RNA expression of IAP-ERV and B2 SINE retrotransposons is increased by CORT treatment in C6 cells via the glucocorticoid receptor.

Fold change compared to control at both 1hr and 2hr is shown for 100 μM CORT treated cells (mean ± SEM). Expression experiments were independently replicated three times to verify the effect, the data shown and analyzed is from the first experiment. After 1hr incubation with 100 μM CORT, IAP-ERV expression is significantly increased by an average of 3.11 fold relative to control (Fig. 4A., Student's t-test, n = 3 per group, p < 0.01).
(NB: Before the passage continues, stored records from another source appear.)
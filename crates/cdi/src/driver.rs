//! 驱动基础类型
//!
//! 包含 [`Driver`] trait、驱动种类 [`DriverKind`] 以及封闭的驱动句柄
//! [`DriverHandle`]。注册表只认识这三种驱动，按种类分派生命周期钩子。

use alloc::sync::Arc;
use core::fmt;

use crate::fs::FsDriver;
use crate::usb::UsbClassDriver;

/// 驱动种类
#[derive(Debug, Clone, Copy, PartialEq, Eq, PartialOrd, Ord)]
pub enum DriverKind {
    /// 文件系统驱动（单例）
    Filesystem,
    /// USB 类驱动
    UsbClass,
    /// 其他驱动
    Misc,
}

impl DriverKind {
    /// I/O 命名空间中的目录名
    pub fn as_str(&self) -> &'static str {
        match self {
            DriverKind::Filesystem => "fs",
            DriverKind::UsbClass => "usb",
            DriverKind::Misc => "misc",
        }
    }
}

/// 驱动生命周期错误
#[derive(Debug, Clone, Copy, PartialEq, Eq)]
pub enum DriverError {
    /// 初始化失败
    InitFailed,
    /// 依赖的资源不可用
    Unavailable,
    /// 内存不足
    NoMemory,
}

impl fmt::Display for DriverError {
    fn fmt(&self, f: &mut fmt::Formatter<'_>) -> fmt::Result {
        match self {
            DriverError::InitFailed => write!(f, "driver init failed"),
            DriverError::Unavailable => write!(f, "driver resource unavailable"),
            DriverError::NoMemory => write!(f, "out of memory"),
        }
    }
}

/// 驱动程序特征
///
/// `init` 由注册表保证只成功执行一次，并延迟到第一次使用时才调用；
/// `destroy` 在注销时调用，必须能处理从未初始化过的驱动。
pub trait Driver: Send + Sync {
    /// 驱动名，在同一种类内唯一
    fn name(&self) -> &str;

    /// 初始化驱动
    fn init(&self) -> Result<(), DriverError> {
        Ok(())
    }

    /// 销毁驱动
    fn destroy(&self) {}
}

/// 已注册驱动的句柄
#[derive(Clone)]
pub enum DriverHandle {
    /// 文件系统驱动
    Filesystem(Arc<dyn FsDriver>),
    /// USB 类驱动
    UsbClass(Arc<dyn UsbClassDriver>),
    /// 其他驱动
    Misc(Arc<dyn Driver>),
}

impl DriverHandle {
    /// 驱动种类
    pub fn kind(&self) -> DriverKind {
        match self {
            DriverHandle::Filesystem(_) => DriverKind::Filesystem,
            DriverHandle::UsbClass(_) => DriverKind::UsbClass,
            DriverHandle::Misc(_) => DriverKind::Misc,
        }
    }

    /// 驱动名
    pub fn name(&self) -> &str {
        match self {
            DriverHandle::Filesystem(d) => d.name(),
            DriverHandle::UsbClass(d) => d.name(),
            DriverHandle::Misc(d) => d.name(),
        }
    }

    pub(crate) fn init(&self) -> Result<(), DriverError> {
        match self {
            DriverHandle::Filesystem(d) => d.init(),
            DriverHandle::UsbClass(d) => d.init(),
            DriverHandle::Misc(d) => d.init(),
        }
    }

    pub(crate) fn destroy(&self) {
        match self {
            DriverHandle::Filesystem(d) => d.destroy(),
            DriverHandle::UsbClass(d) => d.destroy(),
            DriverHandle::Misc(d) => d.destroy(),
        }
    }
}

impl fmt::Debug for DriverHandle {
    fn fmt(&self, f: &mut fmt::Formatter<'_>) -> fmt::Result {
        write!(f, "{}/{}", self.kind().as_str(), self.name())
    }
}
After 2hr incubation with 100 μM CORT, IAP-ERV expression is significantly increased by an average of 32.44 fold relative to control (Fig. 4A., Student's t-test, n = 3 per group, p < 0.001). Likewise, after 1hr incubation with 100 μM CORT, B2 SINE expression is significantly increased by an average of 7.53 fold relative to control (Fig. 4B., Student's t-test, n = 3 per group, p < 0.05). After 2hr incubation with 100 μM CORT, B2 SINE expression is significantly increased by an average of 27.08 fold relative to control (Fig. 4B., Student's t-test, n = 3 per group, p < 0.001). After 1hr incubation with 100 μM CORT, IAP-ERV expression is significantly increased relative to control (Fig. 4C, Tukey's post-hoc, n = 3 per group, p < 0.0001). Co-treatment with GR-specific antagonist, RU486, blocks CORT induction (Fig. 4C, Tukey's post-hoc, n = 3 per group, p < 0.0001). Interestingly, RU486 alone appears to reduce IAP expression compared to control (Fig. 4C, Tukey's post-hoc, n = 3 per group, p < 0.01). Likewise, after 1hr incubation with 100 μM CORT, B2 SINE expression is significantly increased relative to control (Fig. 4D, Tukey's post-hoc, n = 3 per group, p < 0.05). Co-treatment with GR-specific antagonist, RU486, blocks CORT induction (Fig. 4D, Tukey's post-hoc, n = 3 per group, p < 0.01).